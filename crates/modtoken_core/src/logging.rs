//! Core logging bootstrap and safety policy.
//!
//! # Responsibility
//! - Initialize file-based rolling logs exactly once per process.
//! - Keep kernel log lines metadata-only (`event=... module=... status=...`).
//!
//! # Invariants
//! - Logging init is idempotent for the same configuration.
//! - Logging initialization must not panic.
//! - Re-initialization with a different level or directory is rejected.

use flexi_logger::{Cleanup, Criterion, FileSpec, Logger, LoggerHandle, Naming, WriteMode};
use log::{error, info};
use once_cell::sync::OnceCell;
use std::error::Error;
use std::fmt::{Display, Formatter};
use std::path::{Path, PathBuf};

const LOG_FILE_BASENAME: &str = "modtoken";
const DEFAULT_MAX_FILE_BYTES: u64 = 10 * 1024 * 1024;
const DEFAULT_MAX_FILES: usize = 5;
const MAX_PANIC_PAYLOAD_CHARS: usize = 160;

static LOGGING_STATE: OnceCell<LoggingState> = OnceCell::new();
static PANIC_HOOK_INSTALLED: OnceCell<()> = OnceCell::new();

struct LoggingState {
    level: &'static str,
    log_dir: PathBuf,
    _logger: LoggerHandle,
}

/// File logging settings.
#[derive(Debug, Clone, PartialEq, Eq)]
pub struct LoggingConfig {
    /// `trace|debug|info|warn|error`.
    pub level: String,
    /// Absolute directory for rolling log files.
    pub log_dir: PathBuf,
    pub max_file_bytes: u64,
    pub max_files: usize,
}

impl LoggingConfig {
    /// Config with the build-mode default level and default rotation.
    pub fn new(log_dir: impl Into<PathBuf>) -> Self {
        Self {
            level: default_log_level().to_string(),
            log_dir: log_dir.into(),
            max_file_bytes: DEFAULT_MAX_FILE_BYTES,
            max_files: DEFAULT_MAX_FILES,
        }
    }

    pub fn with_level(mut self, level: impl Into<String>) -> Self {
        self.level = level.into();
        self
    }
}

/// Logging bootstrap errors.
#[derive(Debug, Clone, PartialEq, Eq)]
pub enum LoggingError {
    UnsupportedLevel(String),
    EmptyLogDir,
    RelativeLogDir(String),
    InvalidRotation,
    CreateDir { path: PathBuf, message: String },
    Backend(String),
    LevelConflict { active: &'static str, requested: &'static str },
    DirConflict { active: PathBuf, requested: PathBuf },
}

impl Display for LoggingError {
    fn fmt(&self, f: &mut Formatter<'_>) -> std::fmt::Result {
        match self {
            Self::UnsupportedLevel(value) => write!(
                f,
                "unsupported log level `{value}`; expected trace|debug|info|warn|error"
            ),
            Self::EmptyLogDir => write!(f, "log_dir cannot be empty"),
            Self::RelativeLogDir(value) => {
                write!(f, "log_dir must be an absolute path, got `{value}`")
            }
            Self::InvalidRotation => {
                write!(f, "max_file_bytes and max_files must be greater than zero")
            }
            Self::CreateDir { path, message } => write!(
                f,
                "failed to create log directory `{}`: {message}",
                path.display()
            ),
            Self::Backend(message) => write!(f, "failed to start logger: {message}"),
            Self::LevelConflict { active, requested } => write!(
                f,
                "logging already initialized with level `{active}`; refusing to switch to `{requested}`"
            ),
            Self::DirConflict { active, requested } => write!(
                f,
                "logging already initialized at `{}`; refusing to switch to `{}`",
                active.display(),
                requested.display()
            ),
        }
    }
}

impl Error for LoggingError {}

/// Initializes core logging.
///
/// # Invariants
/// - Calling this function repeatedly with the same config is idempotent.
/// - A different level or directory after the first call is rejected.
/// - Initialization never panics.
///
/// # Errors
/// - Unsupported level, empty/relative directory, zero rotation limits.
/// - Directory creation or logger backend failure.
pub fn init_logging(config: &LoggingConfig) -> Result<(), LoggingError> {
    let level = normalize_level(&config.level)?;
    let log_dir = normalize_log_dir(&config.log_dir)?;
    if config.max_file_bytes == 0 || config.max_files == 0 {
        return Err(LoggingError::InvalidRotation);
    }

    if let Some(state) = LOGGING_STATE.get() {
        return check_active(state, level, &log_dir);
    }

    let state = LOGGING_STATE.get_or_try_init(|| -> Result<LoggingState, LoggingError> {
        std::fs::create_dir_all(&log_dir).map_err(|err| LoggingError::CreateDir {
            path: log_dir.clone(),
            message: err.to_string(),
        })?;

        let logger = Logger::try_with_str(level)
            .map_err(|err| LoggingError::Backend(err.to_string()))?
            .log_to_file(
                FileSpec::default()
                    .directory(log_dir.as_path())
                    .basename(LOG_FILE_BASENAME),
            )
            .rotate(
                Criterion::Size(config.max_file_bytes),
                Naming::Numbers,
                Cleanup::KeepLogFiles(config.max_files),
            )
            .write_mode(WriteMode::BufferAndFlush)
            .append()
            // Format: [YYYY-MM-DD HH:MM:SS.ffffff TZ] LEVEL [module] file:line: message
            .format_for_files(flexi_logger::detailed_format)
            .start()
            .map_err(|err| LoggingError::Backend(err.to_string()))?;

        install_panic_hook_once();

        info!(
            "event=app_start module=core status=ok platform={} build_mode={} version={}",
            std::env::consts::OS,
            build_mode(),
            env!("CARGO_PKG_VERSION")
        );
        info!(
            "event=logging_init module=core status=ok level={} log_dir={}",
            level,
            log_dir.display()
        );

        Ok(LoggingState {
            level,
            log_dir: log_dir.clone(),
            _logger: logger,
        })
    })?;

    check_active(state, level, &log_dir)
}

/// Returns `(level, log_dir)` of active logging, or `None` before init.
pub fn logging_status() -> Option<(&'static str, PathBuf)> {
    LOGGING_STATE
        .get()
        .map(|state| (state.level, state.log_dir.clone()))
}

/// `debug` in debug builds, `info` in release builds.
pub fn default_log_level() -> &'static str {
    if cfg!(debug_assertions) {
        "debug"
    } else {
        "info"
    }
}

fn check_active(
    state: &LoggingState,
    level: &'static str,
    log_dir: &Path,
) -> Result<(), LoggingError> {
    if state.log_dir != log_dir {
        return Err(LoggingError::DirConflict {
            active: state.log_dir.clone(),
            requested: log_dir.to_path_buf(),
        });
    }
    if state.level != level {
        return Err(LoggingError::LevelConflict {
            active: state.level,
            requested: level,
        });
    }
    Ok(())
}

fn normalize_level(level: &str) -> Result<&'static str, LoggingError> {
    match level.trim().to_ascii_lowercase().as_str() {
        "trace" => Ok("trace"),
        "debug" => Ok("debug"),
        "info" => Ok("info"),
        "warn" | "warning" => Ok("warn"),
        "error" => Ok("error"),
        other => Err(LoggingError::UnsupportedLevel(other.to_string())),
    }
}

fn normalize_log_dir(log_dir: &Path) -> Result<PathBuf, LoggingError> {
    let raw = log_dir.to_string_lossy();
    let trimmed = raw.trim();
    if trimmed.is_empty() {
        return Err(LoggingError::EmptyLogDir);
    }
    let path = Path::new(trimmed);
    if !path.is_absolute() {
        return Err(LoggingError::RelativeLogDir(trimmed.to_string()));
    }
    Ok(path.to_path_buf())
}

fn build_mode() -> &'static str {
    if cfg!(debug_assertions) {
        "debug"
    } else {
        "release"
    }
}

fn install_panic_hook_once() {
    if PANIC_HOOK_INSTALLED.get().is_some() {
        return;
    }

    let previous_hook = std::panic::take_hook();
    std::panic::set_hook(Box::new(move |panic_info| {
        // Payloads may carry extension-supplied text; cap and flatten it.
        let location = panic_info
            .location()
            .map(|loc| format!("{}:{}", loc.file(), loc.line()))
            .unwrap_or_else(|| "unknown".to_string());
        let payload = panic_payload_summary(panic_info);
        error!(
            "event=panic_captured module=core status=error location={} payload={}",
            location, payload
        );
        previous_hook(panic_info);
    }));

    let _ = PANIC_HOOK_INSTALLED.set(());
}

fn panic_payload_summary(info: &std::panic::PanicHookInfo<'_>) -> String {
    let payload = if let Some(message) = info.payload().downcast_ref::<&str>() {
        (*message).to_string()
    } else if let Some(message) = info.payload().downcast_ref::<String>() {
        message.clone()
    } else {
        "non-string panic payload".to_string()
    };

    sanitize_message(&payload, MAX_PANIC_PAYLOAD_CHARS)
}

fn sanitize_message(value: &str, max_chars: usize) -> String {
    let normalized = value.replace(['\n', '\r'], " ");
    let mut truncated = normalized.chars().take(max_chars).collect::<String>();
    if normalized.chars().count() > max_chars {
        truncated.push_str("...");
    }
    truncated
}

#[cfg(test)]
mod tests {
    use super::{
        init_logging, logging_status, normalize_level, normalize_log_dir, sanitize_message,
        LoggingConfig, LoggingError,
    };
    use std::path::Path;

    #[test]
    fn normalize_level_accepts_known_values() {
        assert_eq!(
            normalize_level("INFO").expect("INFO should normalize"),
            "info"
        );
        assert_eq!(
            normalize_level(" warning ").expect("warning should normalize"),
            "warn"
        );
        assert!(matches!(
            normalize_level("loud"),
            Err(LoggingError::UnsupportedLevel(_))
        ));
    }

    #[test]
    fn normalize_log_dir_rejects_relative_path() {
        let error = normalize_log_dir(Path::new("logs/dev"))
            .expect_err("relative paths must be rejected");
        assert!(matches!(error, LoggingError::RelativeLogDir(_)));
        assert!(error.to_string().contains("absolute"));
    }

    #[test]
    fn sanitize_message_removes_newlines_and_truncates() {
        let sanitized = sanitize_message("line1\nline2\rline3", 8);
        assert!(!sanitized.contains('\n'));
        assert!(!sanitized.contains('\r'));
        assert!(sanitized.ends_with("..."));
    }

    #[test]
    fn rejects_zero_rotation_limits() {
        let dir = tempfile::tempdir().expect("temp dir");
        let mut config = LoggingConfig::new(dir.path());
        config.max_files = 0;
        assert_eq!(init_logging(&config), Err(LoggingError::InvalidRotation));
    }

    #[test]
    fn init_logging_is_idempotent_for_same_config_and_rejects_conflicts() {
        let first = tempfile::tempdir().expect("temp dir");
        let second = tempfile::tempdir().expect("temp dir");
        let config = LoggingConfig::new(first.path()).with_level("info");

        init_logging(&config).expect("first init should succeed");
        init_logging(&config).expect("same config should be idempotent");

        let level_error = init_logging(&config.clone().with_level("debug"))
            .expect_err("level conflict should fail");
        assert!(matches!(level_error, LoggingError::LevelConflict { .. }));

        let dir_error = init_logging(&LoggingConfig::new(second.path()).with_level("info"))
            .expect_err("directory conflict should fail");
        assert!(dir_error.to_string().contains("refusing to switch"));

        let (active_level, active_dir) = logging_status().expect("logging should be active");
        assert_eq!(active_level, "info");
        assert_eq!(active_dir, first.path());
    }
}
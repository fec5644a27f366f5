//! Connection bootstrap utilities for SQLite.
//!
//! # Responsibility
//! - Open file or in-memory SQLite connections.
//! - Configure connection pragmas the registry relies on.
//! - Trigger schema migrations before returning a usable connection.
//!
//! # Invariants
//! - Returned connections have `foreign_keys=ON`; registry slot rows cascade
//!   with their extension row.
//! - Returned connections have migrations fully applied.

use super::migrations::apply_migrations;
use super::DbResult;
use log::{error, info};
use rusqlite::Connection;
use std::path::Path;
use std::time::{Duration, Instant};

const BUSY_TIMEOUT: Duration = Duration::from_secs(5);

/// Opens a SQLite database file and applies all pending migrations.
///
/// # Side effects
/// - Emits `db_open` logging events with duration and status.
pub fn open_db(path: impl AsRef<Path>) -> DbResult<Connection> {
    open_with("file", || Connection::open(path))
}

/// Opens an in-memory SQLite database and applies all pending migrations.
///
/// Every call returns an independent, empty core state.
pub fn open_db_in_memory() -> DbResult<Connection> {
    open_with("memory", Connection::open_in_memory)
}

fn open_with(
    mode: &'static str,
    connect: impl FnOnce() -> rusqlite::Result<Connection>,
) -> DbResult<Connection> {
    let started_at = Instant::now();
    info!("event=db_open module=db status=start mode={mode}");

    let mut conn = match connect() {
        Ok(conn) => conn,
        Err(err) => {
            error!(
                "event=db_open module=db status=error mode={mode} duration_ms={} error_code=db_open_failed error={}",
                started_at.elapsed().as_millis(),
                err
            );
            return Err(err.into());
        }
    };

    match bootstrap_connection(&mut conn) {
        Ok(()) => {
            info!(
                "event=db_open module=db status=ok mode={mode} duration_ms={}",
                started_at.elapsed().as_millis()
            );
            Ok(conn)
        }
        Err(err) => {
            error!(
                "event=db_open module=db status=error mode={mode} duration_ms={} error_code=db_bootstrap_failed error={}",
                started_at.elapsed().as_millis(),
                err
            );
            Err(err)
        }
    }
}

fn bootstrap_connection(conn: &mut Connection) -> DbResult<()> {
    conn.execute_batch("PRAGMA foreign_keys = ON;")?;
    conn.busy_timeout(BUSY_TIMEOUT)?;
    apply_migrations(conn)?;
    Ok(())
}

- _The task_
Go through the material and copy each line in which the word "should" occurs.

- _Answer to this exercise_
            normalize_level("INFO").expect("INFO should normalize"),
            normalize_level(" warning ").expect("warning should normalize"),
        init_logging(&config).expect("first init should succeed");
        init_logging(&config).expect("same config should be idempotent");
            .expect_err("level conflict should fail");
            .expect_err("directory conflict should fail");
        let (active_level, active_dir) = logging_status().expect("logging should be active");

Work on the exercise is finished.